Petroliana collecting is a unique and exciting hobby for those who are passionate about the history and nostalgia of the gasoline industry. Petroliana refers to any type of collectible related to the history of gasoline and oil companies, such as signs, globes, pumps, and other advertising items.
The golden age of petroliana was during the 1920s to the 1960s, when gasoline was becoming a widely used and important product in society. During this time, gas stations and oil companies competed to create eye-catching and memorable advertising to draw in customers. This competition led to the creation of many colorful and creative signs, globes, and other items that have become highly sought after by collectors today.
One of the most popular types of petroliana to collect are signs. These signs can come in a variety of shapes and sizes, from small porcelain signs to large neon signs. They can feature iconic images and logos, such as the Mobil Pegasus or the Texaco Star. These signs not only serve as a reminder of the past, but also as a unique and attractive decoration for any home or office.
Another popular type of petroliana to collect are globes. These globes, which were typically used on top of gas pumps, feature the name and logo of the oil company and can be made out of a variety of materials such as glass, plastic, and metal. They come in a variety of colors and designs and are highly prized by collectors for their beauty and rarity.
Collecting petroliana is not only a hobby, it’s also a great way to invest in a piece of history. The value of petroliana has been steadily increasing over the years, and it is not uncommon for a rare or unique piece to fetch a high price at auction.
If you’re new to the world of petroliana collecting, then look no further than Richmond Auctions in Greenville, South Carolina. They have an exciting collection of petroliana items for you to choose from. Whether you’re looking for a specific item or just browsing for inspiration, you’re sure to find something at one of our petroliana auctions that catches your eye. With their friendly and knowledgeable staff, they will help you find the perfect piece to add to your collection. So don’t wait, start your petroliana collection today with Richmond Auctions!

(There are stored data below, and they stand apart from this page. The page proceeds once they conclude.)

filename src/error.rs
//! Typed errors for `skillproof`.
//!
//! Pipeline failures live in [`VerifyError`]; the orchestrator folds every
//! recoverable variant into a rejection result. Internal plumbing (provider
//! calls, guard probes, config file reads) keeps using `anyhow::Result` for
//! context chains.

use thiserror::Error;

// ─── Config errors ───────────────────────────────────────────────────────────

#[derive(Debug, Error)]
pub enum ConfigError {
    #[error("failed to load config: {0}")]
    Load(String),

    #[error("validation failed: {0}")]
    Validation(String),
}

// ─── Verification errors ─────────────────────────────────────────────────────

#[derive(Debug, Error)]
pub enum VerifyError {
    #[error("invalid repository URL: {0}")]
    InvalidReference(String),

    #[error("could not fetch repository tree ({})", describe_status(.status.as_ref(), .message))]
    Fetch {
        status: Option<u16>,
        message: String,
    },

    #[error("no source files found in repository")]
    EmptyRepository,

    #[error("{0}")]
    Authenticity(String),

    #[error("failed to parse AI response: {0}")]
    ModelResponse(String),

    #[error("model backend failed: {0}")]
    Backend(String),

    /// A defect in the pipeline itself. Never folded into a rejection.
    #[error("internal error: {0}")]
    Internal(String),
}

fn describe_status(status: Option<&u16>, message: &str) -> String {
    match status {
        Some(code) => format!("HTTP {code}"),
        None => message.to_string(),
    }
}

impl VerifyError {
    /// Whether the orchestrator may turn this error into a rejection result.
    pub fn is_recoverable(&self) -> bool {
        !matches!(self, Self::Internal(_))
    }

    /// Human-readable cause placed in `evidence_summary` of a rejection.
    pub fn evidence_summary(&self) -> String {
        match self {
            Self::InvalidReference(_) | Self::Fetch { .. } => {
                format!("Could not fetch repository: {self}")
            }
            Self::EmptyRepository => "Repository contains no analyzable source files".to_string(),
            Self::Authenticity(reason) => format!("Authenticity check failed: {reason}"),
            Self::ModelResponse(_) => "AI analysis encountered an error".to_string(),
            Self::Backend(message) => format!("AI analysis error: {message}"),
            Self::Internal(message) => format!("Internal verification error: {message}"),
        }
    }
}
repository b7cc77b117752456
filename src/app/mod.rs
pub mod dispatch;
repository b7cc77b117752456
use crate::cli::commands::{Cli, Commands};
use anyhow::{Context, Result, bail};
use skillproof::{Attestor, Config, Verifier};
use tracing::info;

async fn run_verify(
    config: &Config,
    url: &str,
    skill: &str,
    recipient: Option<&str>,
    attest: bool,
) -> Result<()> {
    let verifier = Verifier::new(config)?;
    let result = verifier
        .verify(url, skill)
        .await
        .context("verification pipeline failed")?;

    let output = if attest {
        let attestor = Attestor::new(&config.attestation);
        match attestor.attest(&result, skill, recipient)? {
            Some(attestation) => serde_json::json!({
                "result": result,
                "attestation": attestation,
            }),
            None => {
                info!("Result was not issued; skipping attestation");
                serde_json::json!({ "result": result, "attestation": null })
            }
        }
    } else {
        serde_json::to_value(&result)?
    };

    println!("{}", serde_json::to_string_pretty(&output)?);
    Ok(())
}

fn check_attestation(config: &Config, payload: &str, signature: &str) -> Result<()> {
    let attestor = Attestor::new(&config.attestation);
    if !attestor.verify(payload, signature) {
        bail!(
            "attestation signature does not match key '{}'",
            attestor.key_id()
        );
    }
    println!("valid (key '{}')", attestor.key_id());
    Ok(())
}

pub async fn dispatch(cli: Cli, config: Config) -> Result<()> {
    match cli.command {
        Commands::Verify {
            url,
            skill,
            recipient,
            attest,
        } => run_verify(&config, &url, &skill, recipient.as_deref(), attest).await,
        Commands::CheckAttestation { payload, signature } => {
            check_attestation(&config, &payload, &signature)
        }
    }
}
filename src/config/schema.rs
use crate::error::ConfigError;
use anyhow::{Context, Result};
use directories::UserDirs;
use serde::{Deserialize, Serialize};
use std::fs;
use std::path::{Path, PathBuf};

// ── Root ─────────────────────────────────────────────────────────────────────

#[derive(Debug, Clone, Default, Serialize, Deserialize)]
pub struct Config {
    /// Path the config was read from, if any - not serialized
    #[serde(skip)]
    pub config_path: Option<PathBuf>,

    #[serde(default)]
    pub github: GitHubConfig,

    #[serde(default)]
    pub sampling: SamplingConfig,

    #[serde(default)]
    pub guard: GuardConfig,

    #[serde(default)]
    pub model: ModelConfig,

    #[serde(default)]
    pub scoring: ScoringConfig,

    #[serde(default)]
    pub attestation: AttestationConfig,
}

// ── GitHub ───────────────────────────────────────────────────────────────────

#[derive(Clone, Serialize, Deserialize)]
pub struct GitHubConfig {
    #[serde(default = "default_api_base")]
    pub api_base: String,
    #[serde(default = "default_raw_base")]
    pub raw_base: String,
    /// Optional personal-access token for higher rate limits.
    #[serde(default)]
    pub token: Option<String>,
    /// Branches tried in order for both the tree listing and raw content.
    #[serde(default = "default_branches")]
    pub branches: Vec<String>,
    #[serde(default = "default_tree_timeout")]
    pub tree_timeout_secs: u64,
    #[serde(default = "default_content_timeout")]
    pub content_timeout_secs: u64,
    #[serde(default = "default_metadata_timeout")]
    pub metadata_timeout_secs: u64,
}

fn default_api_base() -> String {
    "https://api.github.com".into()
}
fn default_raw_base() -> String {
    "https://raw.githubusercontent.com".into()
}
fn default_branches() -> Vec<String> {
    vec!["main".into(), "master".into()]
}
fn default_tree_timeout() -> u64 {
    15
}
fn default_content_timeout() -> u64 {
    10
}
fn default_metadata_timeout() -> u64 {
    10
}

impl Default for GitHubConfig {
    fn default() -> Self {
        Self {
            api_base: default_api_base(),
            raw_base: default_raw_base(),
            token: None,
            branches: default_branches(),
            tree_timeout_secs: default_tree_timeout(),
            content_timeout_secs: default_content_timeout(),
            metadata_timeout_secs: default_metadata_timeout(),
        }
    }
}

impl std::fmt::Debug for GitHubConfig {
    fn fmt(&self, f: &mut std::fmt::Formatter<'_>) -> std::fmt::Result {
        f.debug_struct("GitHubConfig")
            .field("api_base", &self.api_base)
            .field("raw_base", &self.raw_base)
            .field("token", &self.token.as_ref().map(|_| "***"))
            .field("branches", &self.branches)
            .field("tree_timeout_secs", &self.tree_timeout_secs)
            .field("content_timeout_secs", &self.content_timeout_secs)
            .field("metadata_timeout_secs", &self.metadata_timeout_secs)
            .finish()
    }
}

// ── Sampling ─────────────────────────────────────────────────────────────────

#[derive(Debug, Clone, Serialize, Deserialize)]
pub struct SamplingConfig {
    #[serde(default = "default_max_files")]
    pub max_files: usize,
    /// Per-file cap, counted in characters.
    #[serde(default = "default_max_file_chars")]
    pub max_file_chars: usize,
    #[serde(default = "default_extensions")]
    pub extensions: Vec<String>,
    /// Any path containing one of these substrings is skipped.
    #[serde(default = "default_excluded_markers")]
    pub excluded_markers: Vec<String>,
}

fn default_max_files() -> usize {
    10
}
fn default_max_file_chars() -> usize {
    3000
}
fn default_extensions() -> Vec<String> {
    [
        ".py", ".js", ".jsx", ".ts", ".tsx", ".java", ".cpp", ".c", ".go", ".rs", ".html", ".css",
    ]
    .into_iter()
    .map(String::from)
    .collect()
}
fn default_excluded_markers() -> Vec<String> {
    vec!["node_modules".into(), "dist".into(), ".min.".into()]
}

impl Default for SamplingConfig {
    fn default() -> Self {
        Self {
            max_files: default_max_files(),
            max_file_chars: default_max_file_chars(),
            extensions: default_extensions(),
            excluded_markers: default_excluded_markers(),
        }
    }
}

// ── Authenticity guard ───────────────────────────────────────────────────────

#[derive(Debug, Clone, Serialize, Deserialize)]
pub struct GuardConfig {
    /// Repositories younger than this are rejected.
    #[serde(default = "default_min_repo_age")]
    pub min_repo_age_secs: i64,
    #[serde(default = "default_min_commits")]
    pub min_commits: usize,
    /// Page size for the recent-commits probe.
    #[serde(default = "default_commits_page")]
    pub commits_page_size: usize,
}

fn default_min_repo_age() -> i64 {
    600
}
fn default_min_commits() -> usize {
    3
}
fn default_commits_page() -> usize {
    5
}

impl Default for GuardConfig {
    fn default() -> Self {
        Self {
            min_repo_age_secs: default_min_repo_age(),
            min_commits: default_min_commits(),
            commits_page_size: default_commits_page(),
        }
    }
}

// ── Model backend ────────────────────────────────────────────────────────────

#[derive(Clone, Serialize, Deserialize)]
pub struct ModelConfig {
    /// Backend credential. Absent or placeholder selects the offline fallback.
    #[serde(default)]
    pub api_key: Option<String>,
    #[serde(default = "default_model")]
    pub model: String,
    #[serde(default = "default_model_base_url")]
    pub base_url: String,
    #[serde(default = "default_temperature")]
    pub temperature: f64,
    #[serde(default = "default_max_tokens")]
    pub max_tokens: u32,
    #[serde(default = "default_model_timeout")]
    pub timeout_secs: u64,
}

fn default_model() -> String {
    "gpt-4o-mini".into()
}
fn default_model_base_url() -> String {
    "https://api.openai.com/v1".into()
}
fn default_temperature() -> f64 {
    0.3
}
fn default_max_tokens() -> u32 {
    800
}
fn default_model_timeout() -> u64 {
    60
}

const PLACEHOLDER_KEYS: &[&str] = &["changeme", "placeholder", "none", "xxx", "todo"];

impl ModelConfig {
    /// The configured credential, unless it is empty or an obvious placeholder.
    pub fn usable_api_key(&self) -> Option<&str> {
        self.api_key
            .as_deref()
            .map(str::trim)
            .filter(|key| !is_placeholder_key(key))
    }
}

/// True for keys copied verbatim from sample `.env` files.
pub fn is_placeholder_key(key: &str) -> bool {
    let key = key.trim();
    if key.is_empty() {
        return true;
    }
    let lower = key.to_ascii_lowercase();
    PLACEHOLDER_KEYS.contains(&lower.as_str())
        || lower.starts_with("your-")
        || lower.starts_with("your_")
        || lower.starts_with("sk-your")
        || lower.starts_with("sk-...")
        || lower.contains("api_key_here")
        || lower.contains("api-key-here")
}

impl Default for ModelConfig {
    fn default() -> Self {
        Self {
            api_key: None,
            model: default_model(),
            base_url: default_model_base_url(),
            temperature: default_temperature(),
            max_tokens: default_max_tokens(),
            timeout_secs: default_model_timeout(),
        }
    }
}

impl std::fmt::Debug for ModelConfig {
    fn fmt(&self, f: &mut std::fmt::Formatter<'_>) -> std::fmt::Result {
        f.debug_struct("ModelConfig")
            .field("api_key", &self.api_key.as_ref().map(|_| "***"))
            .field("model", &self.model)
            .field("base_url", &self.base_url)
            .field("temperature", &self.temperature)
            .field("max_tokens", &self.max_tokens)
            .field("timeout_secs", &self.timeout_secs)
            .finish()
    }
}

// ── Scoring ──────────────────────────────────────────────────────────────────

#[derive(Debug, Clone, Copy, PartialEq, Serialize, Deserialize)]
pub struct ScoreWeights {
    pub code_quality: f64,
    pub complexity: f64,
    pub best_practices: f64,
    pub originality: f64,
}

impl Default for ScoreWeights {
    fn default() -> Self {
        Self {
            code_quality: 0.30,
            complexity: 0.25,
            best_practices: 0.25,
            originality: 0.20,
        }
    }
}

impl ScoreWeights {
    pub fn sum(&self) -> f64 {
        self.code_quality + self.complexity + self.best_practices + self.originality
    }
}

#[derive(Debug, Clone, Copy, PartialEq, Eq, Serialize, Deserialize)]
pub struct LevelThresholds {
    pub expert: u32,
    pub advanced: u32,
    pub intermediate: u32,
    pub beginner: u32,
}

impl Default for LevelThresholds {
    fn default() -> Self {
        Self {
            expert: 90,
            advanced: 75,
            intermediate: 60,
            beginner: 45,
        }
    }
}

#[derive(Debug, Clone, Serialize, Deserialize)]
pub struct ScoringConfig {
    #[serde(default)]
    pub weights: ScoreWeights,
    #[serde(default)]
    pub thresholds: LevelThresholds,
    /// Minimum `ai_score` that earns `ISSUE_CERTIFICATE`.
    #[serde(default = "default_certify_threshold")]
    pub certify_threshold: u32,
}

fn default_certify_threshold() -> u32 {
    45
}

impl Default for ScoringConfig {
    fn default() -> Self {
        Self {
            weights: ScoreWeights::default(),
            thresholds: LevelThresholds::default(),
            certify_threshold: default_certify_threshold(),
        }
    }
}

impl ScoringConfig {
    pub fn validate(&self) -> std::result::Result<(), ConfigError> {
        let w = &self.weights;
        let all = [w.code_quality, w.complexity, w.best_practices, w.originality];
        if all.iter().any(|v| !v.is_finite() || *v < 0.0) {
            return Err(ConfigError::Validation(
                "scoring weights must be finite and non-negative".into(),
            ));
        }
        if (w.sum() - 1.0).abs() > 1e-6 {
            return Err(ConfigError::Validation(format!(
                "scoring weights must sum to 1.0 (got {:.4})",
                w.sum()
            )));
        }

        let t = &self.thresholds;
        if !(t.expert > t.advanced && t.advanced > t.intermediate && t.intermediate > t.beginner)
        {
            return Err(ConfigError::Validation(
                "level thresholds must be strictly descending".into(),
            ));
        }
        if t.expert > 100 || self.certify_threshold > 100 {
            return Err(ConfigError::Validation(
                "thresholds must lie within 0..=100".into(),
            ));
        }
        // A certified result must never carry the FAIL level.
        if self.certify_threshold < t.beginner {
            return Err(ConfigError::Validation(format!(
                "certify_threshold ({}) must be at least thresholds.beginner ({})",
                self.certify_threshold, t.beginner
            )));
        }
        Ok(())
    }
}

// ── Attestation ──────────────────────────────────────────────────────────────

#[derive(Clone, Default, Serialize, Deserialize)]
pub struct AttestationConfig {
    /// HMAC key. Without one a fixed demo key is used and labelled as such.
    #[serde(default)]
    pub secret: Option<String>,
    #[serde(default)]
    pub key_id: Option<String>,
}

impl std::fmt::Debug for AttestationConfig {
    fn fmt(&self, f: &mut std::fmt::Formatter<'_>) -> std::fmt::Result {
        f.debug_struct("AttestationConfig")
            .field("secret", &self.secret.as_ref().map(|_| "***"))
            .field("key_id", &self.key_id)
            .finish()
    }
}

// ── Loading ──────────────────────────────────────────────────────────────────

impl Config {
    /// Default on-disk location: `~/.skillproof/config.toml`.
    pub fn default_path() -> Option<PathBuf> {
        UserDirs::new().map(|u| u.home_dir().join(".skillproof").join("config.toml"))
    }

    /// Read a config file. Missing sections fall back to defaults.
    pub fn from_file(path: &Path) -> Result<Self> {
        let contents = fs::read_to_string(path)
            .with_context(|| format!("Failed to read config file {}", path.display()))?;
        let mut config: Config = toml::from_str(&contents)
            .map_err(|e| ConfigError::Load(e.to_string()))
            .context("Failed to parse config file")?;
        config.config_path = Some(path.to_path_buf());
        Ok(config)
    }

    /// Load from `path` if given, else from the default location when it
    /// exists, else defaults. Environment overrides are applied last and the
    /// result is validated.
    pub fn load(path: Option<&Path>) -> Result<Self> {
        let mut config = match path {
            Some(explicit) => Self::from_file(explicit)?,
            None => match Self::default_path().filter(|p| p.exists()) {
                Some(found) => Self::from_file(&found)?,
                None => Self::default(),
            },
        };
        config.apply_env_overrides();
        config.validate()?;
        Ok(config)
    }

    pub fn validate(&self) -> std::result::Result<(), ConfigError> {
        self.scoring.validate()?;
        if self.sampling.max_files == 0 {
            return Err(ConfigError::Validation("sampling.max_files must be > 0".into()));
        }
        if self.github.branches.is_empty() {
            return Err(ConfigError::Validation(
                "github.branches must name at least one branch".into(),
            ));
        }
        if !(0.0..=2.0).contains(&self.model.temperature) {
            return Err(ConfigError::Validation(
                "model.temperature must lie within 0.0..=2.0".into(),
            ));
        }
        Ok(())
    }

    pub fn apply_env_overrides(&mut self) {
        if let Ok(key) =
            std::env::var("SKILLPROOF_API_KEY").or_else(|_| std::env::var("OPENAI_API_KEY"))
            && !key.is_empty()
        {
            self.model.api_key = Some(key);
        }

        if let Ok(model) = std::env::var("SKILLPROOF_MODEL")
            && !model.is_empty()
        {
            self.model.model = model;
        }

        if let Ok(base) = std::env::var("SKILLPROOF_MODEL_BASE_URL")
            && !base.is_empty()
        {
            self.model.base_url = base;
        }

        if let Ok(token) =
            std::env::var("SKILLPROOF_GITHUB_TOKEN").or_else(|_| std::env::var("GITHUB_TOKEN"))
            && !token.is_empty()
        {
            self.github.token = Some(token);
        }

        if let Ok(base) = std::env::var("SKILLPROOF_GITHUB_API_BASE")
            && !base.is_empty()
        {
            self.github.api_base = base;
        }

        if let Ok(base) = std::env::var("SKILLPROOF_GITHUB_RAW_BASE")
            && !base.is_empty()
        {
            self.github.raw_base = base;
        }

        if let Ok(secret) = std::env::var("SKILLPROOF_ATTESTATION_SECRET")
            && !secret.is_empty()
        {
            self.attestation.secret = Some(secret);
        }

        if let Ok(temp_str) = std::env::var("SKILLPROOF_TEMPERATURE")
            && let Ok(temp) = temp_str.parse::<f64>()
            && (0.0..=2.0).contains(&temp)
        {
            self.model.temperature = temp;
        }
    }
}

It’s been over 130 years since the invention of the gas pump by S.F. Bowser. Interestingly, it preceded the automobile! Even during the early days of the automobile, folks would get their gas from local hardware and grocery stores. Today, antique and vintage gas pumps typically form the core of a petroliana enthusiast’s collection. These forerunners to the modern gasoline pump went through several changes and improvements. From the visible gas pump that displayed how much gas you’re getting, to the electric pump that automatically cuts off the gas. Finally, you have the computerized gas pump, which resembles its modern variant much more closely.
The boom in car ownership in the 1900’s spurred a litany of companies, new and old, to build their own oil and gasoline brands. As market competition stiffened, gas companies utilized striking, colorful, and bold advertisements to bring in more customers and increase customer loyalty. The fuel advertisements were often printed on a form of paper. They were either published in local and national newspapers or hung as posters. There are few things that are both nostalgic and anachronistic than vintage fuel advertisements that spoke volumes of the era it came from. Need to step back into the 19-teens? You would only need to dive into the fine print of vintage oil and gas ad.
Vintage Advertising Signs
In the 19-teens, vintage signs would serve two primary purposes: present a positive idea of a brand or product and indicate where that brand is located or where the product can be purchased. Like a sentinel of self-advertisement, oil and gas companies many times utilized old neon signs to broadcast their products and its superiority, as well as to cement their brand and logo into public consciousness. Signs would also bring relief to motorists when services stations were mostly based in big cities or busy thoroughfares. Today, signs form an integral, and often symbolic (nostalgic too!) role in the collections of petroliana and automobilia enthusiasts.
The standard quart can, as well as its many variants, occupy a special place in the hearts of collectors. It harkens back to a time when bow-tie wearing gas boys would come running to attend to you and your thirsty automobile. Now, over 100 years later, enthusiasts and hobbyists of vintage oil cans have decided that the once unappreciated oil can is here to stay. Whether you prefer to keep mint condition oil cans unopened or free of oil, a petroliana collection without them would be incomplete.
You’d be mistaken if you think road maps were merely a byproduct of cars on paved roads. Road maps have been in use since the 16th century and most likely beyond. The first maps specifically designed for travel via automobiles would not appear until the end of the 19th century. One of the very first regions to be covered by an automobile road map was New York City. Today, the ubiquity of GPS and digital maps have not dampened the desire and appreciation of vintage road maps for automobilia and petroliana enthusiasts for these highly coveted, and aesthetic paper ephemera.
Gas Pump Globes
With the oil can aside, no other gas station memorabilia is as symbolic of the golden age of gasoline than the much-coveted gas pump globe. A favorite of many collectors, the gas pump globe (or gas globe) is also easily the most distinct, rare, and aesthetically pleasing among the petroliana antiques. Around the middle of the 20th century, these spherical glass signs were placed on top of gas pumps and served as additional signage for customers especially during low-light conditions. Grateful motorists would then easily spot these vintage gas globes in fog or darkness while simultaneously identifying the gas station’s brand.